• Task objective
In the records below, count every line where the string "Option" appears, and reply with the count only.

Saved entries
----

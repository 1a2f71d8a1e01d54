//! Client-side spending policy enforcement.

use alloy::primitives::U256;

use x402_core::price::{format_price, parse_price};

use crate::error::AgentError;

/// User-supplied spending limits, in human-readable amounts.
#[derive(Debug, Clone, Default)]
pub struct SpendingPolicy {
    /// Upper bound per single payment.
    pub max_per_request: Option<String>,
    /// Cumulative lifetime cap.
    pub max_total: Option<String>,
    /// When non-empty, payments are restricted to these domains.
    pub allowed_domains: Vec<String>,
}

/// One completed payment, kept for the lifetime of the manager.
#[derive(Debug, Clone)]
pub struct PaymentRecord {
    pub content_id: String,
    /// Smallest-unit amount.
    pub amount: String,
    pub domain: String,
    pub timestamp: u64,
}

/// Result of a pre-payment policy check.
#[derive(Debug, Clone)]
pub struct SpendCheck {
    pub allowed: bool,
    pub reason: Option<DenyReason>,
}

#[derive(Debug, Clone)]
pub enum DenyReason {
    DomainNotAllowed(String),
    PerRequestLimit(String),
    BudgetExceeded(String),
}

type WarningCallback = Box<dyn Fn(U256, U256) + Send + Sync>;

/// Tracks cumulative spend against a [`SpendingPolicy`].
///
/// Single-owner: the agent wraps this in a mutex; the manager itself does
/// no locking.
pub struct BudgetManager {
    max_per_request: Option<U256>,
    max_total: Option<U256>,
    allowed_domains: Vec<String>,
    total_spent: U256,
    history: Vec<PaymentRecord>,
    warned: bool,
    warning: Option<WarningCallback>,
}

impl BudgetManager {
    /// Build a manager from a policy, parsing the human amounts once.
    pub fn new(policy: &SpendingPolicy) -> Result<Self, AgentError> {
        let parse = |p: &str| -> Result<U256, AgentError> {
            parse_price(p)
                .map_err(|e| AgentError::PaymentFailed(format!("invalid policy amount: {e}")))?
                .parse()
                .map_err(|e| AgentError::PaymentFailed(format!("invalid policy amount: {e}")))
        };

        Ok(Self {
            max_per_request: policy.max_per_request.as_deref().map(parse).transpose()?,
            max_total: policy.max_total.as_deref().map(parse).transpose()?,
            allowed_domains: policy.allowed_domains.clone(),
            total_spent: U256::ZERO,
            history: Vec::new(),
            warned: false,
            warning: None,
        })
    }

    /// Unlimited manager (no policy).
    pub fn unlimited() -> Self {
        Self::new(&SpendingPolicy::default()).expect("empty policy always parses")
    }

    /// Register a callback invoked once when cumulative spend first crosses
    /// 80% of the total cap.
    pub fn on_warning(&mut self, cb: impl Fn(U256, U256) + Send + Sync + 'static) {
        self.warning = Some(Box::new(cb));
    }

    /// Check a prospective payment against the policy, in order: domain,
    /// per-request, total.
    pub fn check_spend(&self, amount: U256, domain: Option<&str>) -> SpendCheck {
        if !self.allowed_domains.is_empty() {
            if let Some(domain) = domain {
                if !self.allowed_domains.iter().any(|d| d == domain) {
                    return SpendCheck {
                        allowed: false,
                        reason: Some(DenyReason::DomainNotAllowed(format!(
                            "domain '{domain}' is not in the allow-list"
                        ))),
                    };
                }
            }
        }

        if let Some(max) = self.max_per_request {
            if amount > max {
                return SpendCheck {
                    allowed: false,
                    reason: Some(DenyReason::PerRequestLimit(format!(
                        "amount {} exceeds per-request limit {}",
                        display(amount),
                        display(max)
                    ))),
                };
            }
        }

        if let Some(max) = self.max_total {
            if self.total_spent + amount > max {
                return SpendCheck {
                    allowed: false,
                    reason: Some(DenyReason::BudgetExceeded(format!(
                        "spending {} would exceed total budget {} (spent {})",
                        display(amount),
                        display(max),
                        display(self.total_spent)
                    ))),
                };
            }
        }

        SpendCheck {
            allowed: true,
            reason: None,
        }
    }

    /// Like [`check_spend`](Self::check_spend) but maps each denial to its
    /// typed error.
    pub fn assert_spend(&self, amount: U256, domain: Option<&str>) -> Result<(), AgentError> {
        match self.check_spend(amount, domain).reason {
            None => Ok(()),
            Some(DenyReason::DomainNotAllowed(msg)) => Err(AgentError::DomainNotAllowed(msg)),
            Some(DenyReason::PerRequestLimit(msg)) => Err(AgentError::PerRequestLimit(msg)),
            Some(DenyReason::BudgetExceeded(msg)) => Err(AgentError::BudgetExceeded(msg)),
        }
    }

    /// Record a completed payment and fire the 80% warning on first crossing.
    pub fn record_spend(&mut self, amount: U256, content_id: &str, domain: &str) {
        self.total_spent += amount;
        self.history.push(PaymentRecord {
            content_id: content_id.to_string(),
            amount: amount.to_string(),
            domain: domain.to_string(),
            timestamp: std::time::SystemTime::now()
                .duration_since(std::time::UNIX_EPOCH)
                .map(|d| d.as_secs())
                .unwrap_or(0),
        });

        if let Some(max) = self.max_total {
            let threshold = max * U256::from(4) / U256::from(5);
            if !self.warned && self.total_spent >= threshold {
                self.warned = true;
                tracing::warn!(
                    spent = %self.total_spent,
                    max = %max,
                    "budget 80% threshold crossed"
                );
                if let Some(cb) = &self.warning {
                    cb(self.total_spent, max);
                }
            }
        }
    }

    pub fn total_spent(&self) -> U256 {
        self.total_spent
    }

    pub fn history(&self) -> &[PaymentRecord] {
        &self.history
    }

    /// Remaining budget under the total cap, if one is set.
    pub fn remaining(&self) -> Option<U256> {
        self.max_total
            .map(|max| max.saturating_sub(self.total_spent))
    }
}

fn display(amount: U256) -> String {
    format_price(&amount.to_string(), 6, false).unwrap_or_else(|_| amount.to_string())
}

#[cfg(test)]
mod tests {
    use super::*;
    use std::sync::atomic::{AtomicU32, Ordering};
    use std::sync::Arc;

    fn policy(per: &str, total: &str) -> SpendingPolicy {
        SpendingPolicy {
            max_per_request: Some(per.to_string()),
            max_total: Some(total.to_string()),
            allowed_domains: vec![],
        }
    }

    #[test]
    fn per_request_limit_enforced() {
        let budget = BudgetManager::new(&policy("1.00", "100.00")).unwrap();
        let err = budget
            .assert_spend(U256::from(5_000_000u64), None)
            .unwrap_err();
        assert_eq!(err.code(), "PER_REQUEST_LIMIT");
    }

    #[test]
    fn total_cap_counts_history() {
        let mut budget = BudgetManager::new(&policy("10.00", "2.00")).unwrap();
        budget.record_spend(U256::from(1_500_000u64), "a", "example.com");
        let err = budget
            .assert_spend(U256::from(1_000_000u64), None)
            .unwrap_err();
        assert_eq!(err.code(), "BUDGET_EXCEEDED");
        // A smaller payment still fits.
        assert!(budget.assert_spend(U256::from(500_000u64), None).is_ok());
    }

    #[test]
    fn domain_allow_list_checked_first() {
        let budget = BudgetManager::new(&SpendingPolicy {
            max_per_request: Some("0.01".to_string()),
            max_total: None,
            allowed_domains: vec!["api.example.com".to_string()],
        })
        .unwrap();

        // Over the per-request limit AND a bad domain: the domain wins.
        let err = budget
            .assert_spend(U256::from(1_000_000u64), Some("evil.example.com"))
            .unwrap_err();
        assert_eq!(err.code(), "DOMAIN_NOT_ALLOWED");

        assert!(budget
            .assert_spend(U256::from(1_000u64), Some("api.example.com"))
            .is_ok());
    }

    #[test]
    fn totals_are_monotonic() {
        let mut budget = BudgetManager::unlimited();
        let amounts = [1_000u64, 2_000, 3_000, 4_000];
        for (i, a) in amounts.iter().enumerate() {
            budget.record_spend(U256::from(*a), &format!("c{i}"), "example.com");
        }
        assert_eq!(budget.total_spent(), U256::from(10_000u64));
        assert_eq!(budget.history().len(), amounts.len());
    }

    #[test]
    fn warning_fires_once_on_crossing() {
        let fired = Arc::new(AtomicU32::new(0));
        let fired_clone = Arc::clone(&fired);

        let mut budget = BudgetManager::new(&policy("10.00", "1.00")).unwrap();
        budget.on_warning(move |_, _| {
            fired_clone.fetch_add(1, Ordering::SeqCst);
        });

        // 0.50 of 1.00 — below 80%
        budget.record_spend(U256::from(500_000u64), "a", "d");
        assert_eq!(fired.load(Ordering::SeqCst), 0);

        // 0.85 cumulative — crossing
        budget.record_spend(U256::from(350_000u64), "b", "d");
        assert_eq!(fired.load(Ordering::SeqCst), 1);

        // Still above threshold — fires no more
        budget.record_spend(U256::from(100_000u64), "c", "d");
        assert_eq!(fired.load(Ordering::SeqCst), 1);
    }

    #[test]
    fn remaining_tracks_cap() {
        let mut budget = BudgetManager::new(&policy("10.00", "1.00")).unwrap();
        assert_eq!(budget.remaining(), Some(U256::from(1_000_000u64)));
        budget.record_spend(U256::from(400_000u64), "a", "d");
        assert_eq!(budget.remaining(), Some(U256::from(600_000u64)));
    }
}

----

• Your response
9